Tuesday, 4 October 2011

Critical Comparitive Analysis

The first image 'The Uncle Sam Range' (1876) by Schumacher & Ettlinger uses a gold, Western, cowboy style font. When the gold rush started in the West of America the font and colour from posters promising the 'land of the free' and the 'American dream' typically used this font and colour for example the film 'True Grit' staring John Wayne. Classic. The illustration in this image is exaggerated and crude. The image of the face in the world is racist and misleading as it is meant to be African and because of this it has been drawn to look like a comical characterture. The font in the second image by Savile Lumbley emphasises the YOU! Which is also underlined, this looks like another 'Uncle Sam – I Want You' poster. The point of this is to focus on the audience which would be males within the age of military service. The illustration also depicts the man looking at us as an audience which again puts the focus on the audience, the same technique as the text but an image instead.

Both images existed to persuade the audience. The first image exists as an advertisement for a cooking range. The second image exists to persuade men to join in the First World War effort. The Uncle Sam image is a scene which tries to create and sell a feeling of a middle class, ideal lifestyle of the time; the men being served by a women and a slave, which in that time was not sexist or racist but socially accepted and even 'trendy'. Along with these ideals the pro American patriotic country is branded and in a sense using the country's status to sell the cooking range.
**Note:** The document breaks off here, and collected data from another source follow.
// Copyright (c) 2025-2026 Adrian Robinson. Licensed under the AGPL-3.0.
// See LICENSE file in the project root for full license text.

//! The local truth store.
//!
//! Authoritative collection of truths backed by the shared SQLite database.
//! Ids come from SQLite `AUTOINCREMENT`, so they are unique across
//! concurrent writers and never reused after a delete.
//!
//! # Content Lookup
//!
//! Each row carries a SHA-256 digest of its content. [`TruthStore::find_by_content()`]
//! narrows by digest through an index and then compares the full text, so
//! the match is exact content equality.
//!
//! # Ordering
//!
//! Listings are ordered by `created_at` ascending with `id` as tie-breaker.
//! Remote nodes page through this ordering during a sync.

use crate::db::{execute_with_retry, from_millis, now_millis, Database};
use crate::error::{ReplicationError, Result};
use crate::metrics;
use crate::model::{Truth, TruthId};
use crate::topics;
use sqlx::sqlite::SqlitePool;
use std::collections::BTreeSet;
use tracing::{debug, info};

type TruthRow = (i64, String, Option<String>, String, i64);

const SELECT_COLUMNS: &str = "SELECT id, content, source, topics, created_at FROM truths";

/// Compute SHA256 content hash as hex string.
pub fn content_hash(content: &str) -> String {
    use sha2::{Digest, Sha256};
    hex::encode(Sha256::digest(content.as_bytes()))
}

fn row_to_truth(row: TruthRow) -> Result<Truth> {
    let (id, content, source, topics_json, created_at) = row;
    let topics: BTreeSet<String> = serde_json::from_str(&topics_json).map_err(|e| {
        ReplicationError::Internal(format!("Corrupt topics for truth {}: {}", id, e))
    })?;
    Ok(Truth {
        id,
        content,
        source,
        topics,
        created_at: from_millis(created_at)?,
    })
}

fn rows_to_truths(rows: Vec<TruthRow>) -> Result<Vec<Truth>> {
    rows.into_iter().map(row_to_truth).collect()
}

fn encode_topics(topics: &BTreeSet<String>) -> Result<String> {
    serde_json::to_string(topics)
        .map_err(|e| ReplicationError::Internal(format!("Cannot encode topics: {}", e)))
}

/// Durable truth collection.
#[derive(Clone)]
pub struct TruthStore {
    pool: SqlitePool,
}

impl TruthStore {
    pub fn new(db: &Database) -> Self {
        Self {
            pool: db.pool().clone(),
        }
    }

    /// Store a new truth.
    ///
    /// Fails with `Validation` if `content` is empty or whitespace, before
    /// anything is written. An empty `topics` slice means "extract from content".
    pub async fn add(&self, content: &str, source: Option<&str>, topics: &[String]) -> Result<Truth> {
        if content.trim().is_empty() {
            return Err(ReplicationError::validation("Content is required"));
        }

        let source = source.map(str::trim).filter(|s| !s.is_empty()).map(str::to_string);
        let topics = topics::resolve(content, topics);
        let topics_json = encode_topics(&topics)?;
        let hash = content_hash(content);
        let created_at = now_millis();
        let pool = &self.pool;

        let result = execute_with_retry("truth_add", || async {
            sqlx::query(
                r#"
                INSERT INTO truths (content, content_hash, source, topics, created_at)
                VALUES (?, ?, ?, ?, ?)
                "#,
            )
            .bind(content)
            .bind(&hash)
            .bind(&source)
            .bind(&topics_json)
            .bind(created_at)
            .execute(pool)
            .await
        })
        .await?;

        let truth = Truth {
            id: result.last_insert_rowid(),
            content: content.to_string(),
            source,
            topics,
            created_at: from_millis(created_at)?,
        };

        metrics::record_truth_mutation("add");
        debug!(truth_id = truth.id, topics = ?truth.topics, "Truth added");
        Ok(truth)
    }

    /// Fetch a truth by id.
    pub async fn get(&self, id: TruthId) -> Result<Truth> {
        let row: Option<TruthRow> = sqlx::query_as(&format!("{} WHERE id = ?", SELECT_COLUMNS))
            .bind(id)
            .fetch_optional(&self.pool)
            .await?;

        match row {
            Some(row) => row_to_truth(row),
            None => Err(ReplicationError::truth_not_found(id)),
        }
    }

    /// Permanently remove a truth. Fails with `NotFound` if absent.
    pub async fn delete(&self, id: TruthId) -> Result<()> {
        let pool = &self.pool;

        let result = execute_with_retry("truth_delete", || async {
            sqlx::query("DELETE FROM truths WHERE id = ?")
                .bind(id)
                .execute(pool)
                .await
        })
        .await?;

        if result.rows_affected() == 0 {
            return Err(ReplicationError::truth_not_found(id));
        }

        metrics::record_truth_mutation("delete");
        info!(truth_id = id, "Truth deleted");
        Ok(())
    }

    /// All truths, oldest first.
    pub async fn list(&self) -> Result<Vec<Truth>> {
        let rows: Vec<TruthRow> =
            sqlx::query_as(&format!("{} ORDER BY created_at ASC, id ASC", SELECT_COLUMNS))
                .fetch_all(&self.pool)
                .await?;
        rows_to_truths(rows)
    }

    /// One page of [`list()`](Self::list).
    pub async fn list_page(&self, offset: usize, limit: usize) -> Result<Vec<Truth>> {
        let rows: Vec<TruthRow> = sqlx::query_as(&format!(
            "{} ORDER BY created_at ASC, id ASC LIMIT ? OFFSET ?",
            SELECT_COLUMNS
        ))
        .bind(limit as i64)
        .bind(offset as i64)
        .fetch_all(&self.pool)
        .await?;
        rows_to_truths(rows)
    }

    /// Number of stored truths.
    pub async fn count(&self) -> Result<usize> {
        let (count,): (i64,) = sqlx::query_as("SELECT COUNT(*) FROM truths")
            .fetch_one(&self.pool)
            .await?;
        Ok(count as usize)
    }

    /// Union of all topics across all truths.
    pub async fn list_topics(&self) -> Result<BTreeSet<String>> {
        let rows: Vec<(String,)> = sqlx::query_as("SELECT topics FROM truths")
            .fetch_all(&self.pool)
            .await?;

        let mut all = BTreeSet::new();
        for (topics_json,) in rows {
            let topics: BTreeSet<String> = serde_json::from_str(&topics_json)
                .map_err(|e| ReplicationError::Internal(format!("Corrupt topics: {}", e)))?;
            all.extend(topics);
        }
        Ok(all)
    }

    /// Exact content lookup, used for duplicate detection.
    pub async fn find_by_content(&self, content: &str) -> Result<Option<Truth>> {
        let row: Option<TruthRow> = sqlx::query_as(&format!(
            "{} WHERE content_hash = ? AND content = ? ORDER BY id ASC LIMIT 1",
            SELECT_COLUMNS
        ))
        .bind(content_hash(content))
        .bind(content)
        .fetch_optional(&self.pool)
        .await?;

        row.map(row_to_truth).transpose()
    }

    /// Case-insensitive substring search over content.
    pub async fn search_text(&self, query: &str, limit: usize) -> Result<Vec<Truth>> {
        let rows: Vec<TruthRow> = sqlx::query_as(&format!(
            "{} WHERE instr(lower(content), lower(?)) > 0 ORDER BY created_at ASC, id ASC LIMIT ?",
            SELECT_COLUMNS
        ))
        .bind(query)
        .bind(limit as i64)
        .fetch_all(&self.pool)
        .await?;
        rows_to_truths(rows)
    }

    /// Truths tagged with `topic` (case-insensitive).
    pub async fn by_topic(&self, topic: &str, limit: usize) -> Result<Vec<Truth>> {
        let rows: Vec<TruthRow> = sqlx::query_as(&format!(
            r#"{} WHERE EXISTS (
                SELECT 1 FROM json_each(truths.topics) WHERE lower(json_each.value) = lower(?)
            )
            ORDER BY created_at ASC, id ASC LIMIT ?"#,
            SELECT_COLUMNS
        ))
        .bind(topic.trim())
        .bind(limit as i64)
        .fetch_all(&self.pool)
        .await?;
        rows_to_truths(rows)
    }

    /// Add topics to an existing truth. Content and creation time are untouched.
    pub async fn append_topics(&self, id: TruthId, extra: &[String]) -> Result<Truth> {
        let extra = topics::normalize(extra);
        let mut tx = self.pool.begin().await?;

        let row: Option<TruthRow> = sqlx::query_as(&format!("{} WHERE id = ?", SELECT_COLUMNS))
            .bind(id)
            .fetch_optional(&mut *tx)
            .await?;
        let mut truth = match row {
            Some(row) => row_to_truth(row)?,
            None => return Err(ReplicationError::truth_not_found(id)),
        };

        let before = truth.topics.len();
        truth.topics.extend(extra);
        if truth.topics.len() != before {
            sqlx::query("UPDATE truths SET topics = ? WHERE id = ?")
                .bind(encode_topics(&truth.topics)?)
                .bind(id)
                .execute(&mut *tx)
                .await?;
        }
        tx.commit().await?;

        metrics::record_truth_mutation("append_topics");
        debug!(truth_id = id, topics = ?truth.topics, "Topics appended");
        Ok(truth)
    }
}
The Savile image tries to play on the guilt of the father when asked “what did you do in the Great War” by his daughter and the point being he did nothing and should be ashamed. The whole feeling of the War being glorious and great is highlighted by the son playing with toy soldiers and the daughter reading about the war in her story book suggesting a positive outcome.

The relevance of the clock on the wall in the first image which denotes 1876 at the top and 1776 at the bottom is that America became America in 1776. This poster is also a celebration of American history and you sense a feeling of Schumacher & Ettlinger gloating and dismissing other countries. You can see this in the parchment bill which shows the orders of the country’s for example China ordering birds nest, soil and rat. Ireland ordering raw potatoes. The significance of the second poster is that in 1915 England were fighting the first World War and this was in pre conscripted times so the aim of the poster is to try and enlist men. You can also denote the red rose and fleur' de' lis in the background which suggest patriotism like the first image.